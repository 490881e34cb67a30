//! Protocols spoken by the input-method bridge
//!
//! Each interface gets a module holding its static
//! [`Interface`](imbridge_backend::protocol::Interface) description, its enums,
//! a `Request` enum decoded from incoming messages and an `Event` enum encoded
//! into outgoing ones.
//!
//! - [`core`]: the `wl_*` objects the bridge needs from the core protocol
//! - [`text_input`]: `zwp_text_input_v1`, `zwp_text_input_v2` and `zwp_text_input_v3`
//! - [`input_method`]: `zwp_input_method_v1` with its input panel, and `zwp_input_method_v2`

#![warn(missing_docs, missing_debug_implementations)]

use std::{ffi::CString, os::unix::io::OwnedFd};

use imbridge_backend::{
    protocol::{Argument, ArgumentType, Interface, Message, MessageDesc, INLINE_ARGS},
    server::ObjectId,
    smallvec,
};

pub use imbridge_backend;

pub mod core;
pub mod input_method;
pub mod text_input;

/// A request that does not match its interface
#[derive(Debug, Clone, PartialEq, Eq)]
pub enum DispatchError {
    /// The opcode is unknown or an argument could not be decoded
    BadMessage {
        /// The object the request was sent to
        sender_id: ObjectId,
        /// Interface of that object
        interface: &'static str,
        /// Opcode of the request
        opcode: u16,
    },
}

impl std::error::Error for DispatchError {}

impl std::fmt::Display for DispatchError {
    fn fmt(&self, f: &mut std::fmt::Formatter) -> std::fmt::Result {
        match self {
            DispatchError::BadMessage { sender_id, interface, opcode } => {
                write!(f, "Bad message for object {interface}@{} on opcode {opcode}", sender_id.protocol_id())
            }
        }
    }
}

// Builders for the static message descriptions

pub(crate) const fn msg(name: &'static str, signature: &'static [ArgumentType]) -> MessageDesc {
    MessageDesc {
        name,
        signature,
        since: 1,
        is_destructor: false,
        child_interface: None,
        arg_interfaces: &[],
    }
}

pub(crate) const fn since(desc: MessageDesc, since: u32) -> MessageDesc {
    MessageDesc { since, ..desc }
}

pub(crate) const fn destructor(desc: MessageDesc) -> MessageDesc {
    MessageDesc { is_destructor: true, ..desc }
}

pub(crate) const fn creates(desc: MessageDesc, child: &'static Interface) -> MessageDesc {
    MessageDesc { child_interface: Some(child), ..desc }
}

pub(crate) const fn objects(
    desc: MessageDesc,
    arg_interfaces: &'static [&'static Interface],
) -> MessageDesc {
    MessageDesc { arg_interfaces, ..desc }
}

/// Sequential decoder of the arguments of a request
///
/// The backend already checked the argument types against the signature, a
/// mismatch here only comes from a description and a parser disagreeing.
pub(crate) struct Args {
    iter: smallvec::IntoIter<[Argument<ObjectId, OwnedFd>; INLINE_ARGS]>,
}

impl Args {
    pub(crate) fn new(msg: Message<ObjectId, OwnedFd>) -> (ObjectId, u16, Self) {
        (msg.sender_id, msg.opcode, Self { iter: msg.args.into_iter() })
    }

    pub(crate) fn uint(&mut self) -> Option<u32> {
        match self.iter.next()? {
            Argument::Uint(v) => Some(v),
            _ => None,
        }
    }

    pub(crate) fn int(&mut self) -> Option<i32> {
        match self.iter.next()? {
            Argument::Int(v) => Some(v),
            _ => None,
        }
    }

    /// A nullable string, `None` if it is not valid UTF-8
    pub(crate) fn opt_string(&mut self) -> Option<Option<String>> {
        match self.iter.next()? {
            Argument::Str(Some(s)) => s.into_string().ok().map(Some),
            Argument::Str(None) => Some(None),
            _ => None,
        }
    }

    pub(crate) fn string(&mut self) -> Option<String> {
        self.opt_string()?
    }

    pub(crate) fn object(&mut self) -> Option<ObjectId> {
        match self.iter.next()? {
            Argument::Object(id) => Some(id),
            _ => None,
        }
    }

    /// A nullable object argument
    pub(crate) fn opt_object(&mut self) -> Option<Option<ObjectId>> {
        self.object().map(|id| if id.is_null() { None } else { Some(id) })
    }

    pub(crate) fn new_id(&mut self) -> Option<ObjectId> {
        match self.iter.next()? {
            Argument::NewId(id) => Some(id),
            _ => None,
        }
    }

    pub(crate) fn array(&mut self) -> Option<Vec<u8>> {
        match self.iter.next()? {
            Argument::Array(a) => Some(*a),
            _ => None,
        }
    }
}

/// Decode a request with `parse`, reporting failures as [`DispatchError::BadMessage`]
pub(crate) fn parse_with<R>(
    msg: Message<ObjectId, OwnedFd>,
    interface: &'static Interface,
    parse: impl FnOnce(u16, &mut Args) -> Option<R>,
) -> Result<R, DispatchError> {
    let (sender_id, opcode, mut args) = Args::new(msg);
    parse(opcode, &mut args).ok_or(DispatchError::BadMessage {
        sender_id,
        interface: interface.name,
        opcode,
    })
}

pub(crate) fn string_arg<Id, Fd>(s: String) -> Argument<Id, Fd> {
    Argument::Str(Some(Box::new(to_cstring(s))))
}

pub(crate) fn opt_string_arg<Id, Fd>(s: Option<String>) -> Argument<Id, Fd> {
    Argument::Str(s.map(|s| Box::new(to_cstring(s))))
}

fn to_cstring(s: String) -> CString {
    let mut bytes = s.into_bytes();
    bytes.retain(|&b| b != 0);
    CString::new(bytes).unwrap_or_default()
}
----------
▶ [WHAT YOU WILL DO]: The required response is a complete, exact copy of the records.

▶ [EXPECTED ANSWER]:
repository 490881e34cb67a30
//! Protocols spoken by the input-method bridge
//!
//! Each interface gets a module holding its static
//! [`Interface`](imbridge_backend::protocol::Interface) description, its enums,
//! a `Request` enum decoded from incoming messages and an `Event` enum encoded
//! into outgoing ones.
//!
//! - [`core`]: the `wl_*` objects the bridge needs from the core protocol
//! - [`text_input`]: `zwp_text_input_v1`, `zwp_text_input_v2` and `zwp_text_input_v3`
//! - [`input_method`]: `zwp_input_method_v1` with its input panel, and `zwp_input_method_v2`

#![warn(missing_docs, missing_debug_implementations)]

use std::{ffi::CString, os::unix::io::OwnedFd};

use imbridge_backend::{
    protocol::{Argument, ArgumentType, Interface, Message, MessageDesc, INLINE_ARGS},
    server::ObjectId,
    smallvec,
};

pub use imbridge_backend;

pub mod core;
pub mod input_method;
pub mod text_input;

/// A request that does not match its interface
#[derive(Debug, Clone, PartialEq, Eq)]
pub enum DispatchError {
    /// The opcode is unknown or an argument could not be decoded
    BadMessage {
        /// The object the request was sent to
        sender_id: ObjectId,
        /// Interface of that object
        interface: &'static str,
        /// Opcode of the request
        opcode: u16,
    },
}

impl std::error::Error for DispatchError {}

impl std::fmt::Display for DispatchError {
    fn fmt(&self, f: &mut std::fmt::Formatter) -> std::fmt::Result {
        match self {
            DispatchError::BadMessage { sender_id, interface, opcode } => {
                write!(f, "Bad message for object {interface}@{} on opcode {opcode}", sender_id.protocol_id())
            }
        }
    }
}

// Builders for the static message descriptions

pub(crate) const fn msg(name: &'static str, signature: &'static [ArgumentType]) -> MessageDesc {
    MessageDesc {
        name,
        signature,
        since: 1,
        is_destructor: false,
        child_interface: None,
        arg_interfaces: &[],
    }
}

pub(crate) const fn since(desc: MessageDesc, since: u32) -> MessageDesc {
    MessageDesc { since, ..desc }
}

pub(crate) const fn destructor(desc: MessageDesc) -> MessageDesc {
    MessageDesc { is_destructor: true, ..desc }
}

pub(crate) const fn creates(desc: MessageDesc, child: &'static Interface) -> MessageDesc {
    MessageDesc { child_interface: Some(child), ..desc }
}

pub(crate) const fn objects(
    desc: MessageDesc,
    arg_interfaces: &'static [&'static Interface],
) -> MessageDesc {
    MessageDesc { arg_interfaces, ..desc }
}

/// Sequential decoder of the arguments of a request
///
/// The backend already checked the argument types against the signature, a
/// mismatch here only comes from a description and a parser disagreeing.
pub(crate) struct Args {
    iter: smallvec::IntoIter<[Argument<ObjectId, OwnedFd>; INLINE_ARGS]>,
}

impl Args {
    pub(crate) fn new(msg: Message<ObjectId, OwnedFd>) -> (ObjectId, u16, Self) {
        (msg.sender_id, msg.opcode, Self { iter: msg.args.into_iter() })
    }

    pub(crate) fn uint(&mut self) -> Option<u32> {
        match self.iter.next()? {
            Argument::Uint(v) => Some(v),
            _ => None,
        }
    }

    pub(crate) fn int(&mut self) -> Option<i32> {
        match self.iter.next()? {
            Argument::Int(v) => Some(v),
            _ => None,
        }
    }

    /// A nullable string, `None` if it is not valid UTF-8
    pub(crate) fn opt_string(&mut self) -> Option<Option<String>> {
        match self.iter.next()? {
            Argument::Str(Some(s)) => s.into_string().ok().map(Some),
            Argument::Str(None) => Some(None),
            _ => None,
        }
    }

    pub(crate) fn string(&mut self) -> Option<String> {
        self.opt_string()?
    }

    pub(crate) fn object(&mut self) -> Option<ObjectId> {
        match self.iter.next()? {
            Argument::Object(id) => Some(id),
            _ => None,
        }
    }

    /// A nullable object argument
    pub(crate) fn opt_object(&mut self) -> Option<Option<ObjectId>> {
        self.object().map(|id| if id.is_null() { None } else { Some(id) })
    }

    pub(crate) fn new_id(&mut self) -> Option<ObjectId> {
        match self.iter.next()? {
            Argument::NewId(id) => Some(id),
            _ => None,
        }
    }

    pub(crate) fn array(&mut self) -> Option<Vec<u8>> {
        match self.iter.next()? {
            Argument::Array(a) => Some(*a),
            _ => None,
        }
    }
}

/// Decode a request with `parse`, reporting failures as [`DispatchError::BadMessage`]
pub(crate) fn parse_with<R>(
    msg: Message<ObjectId, OwnedFd>,
    interface: &'static Interface,
    parse: impl FnOnce(u16, &mut Args) -> Option<R>,
) -> Result<R, DispatchError> {
    let (sender_id, opcode, mut args) = Args::new(msg);
    parse(opcode, &mut args).ok_or(DispatchError::BadMessage {
        sender_id,
        interface: interface.name,
        opcode,
    })
}

pub(crate) fn string_arg<Id, Fd>(s: String) -> Argument<Id, Fd> {
    Argument::Str(Some(Box::new(to_cstring(s))))
}

pub(crate) fn opt_string_arg<Id, Fd>(s: Option<String>) -> Argument<Id, Fd> {
    Argument::Str(s.map(|s| Box::new(to_cstring(s))))
}

fn to_cstring(s: String) -> CString {
    let mut bytes = s.into_bytes();
    bytes.retain(|&b| b != 0);
    CString::new(bytes).unwrap_or_default()
}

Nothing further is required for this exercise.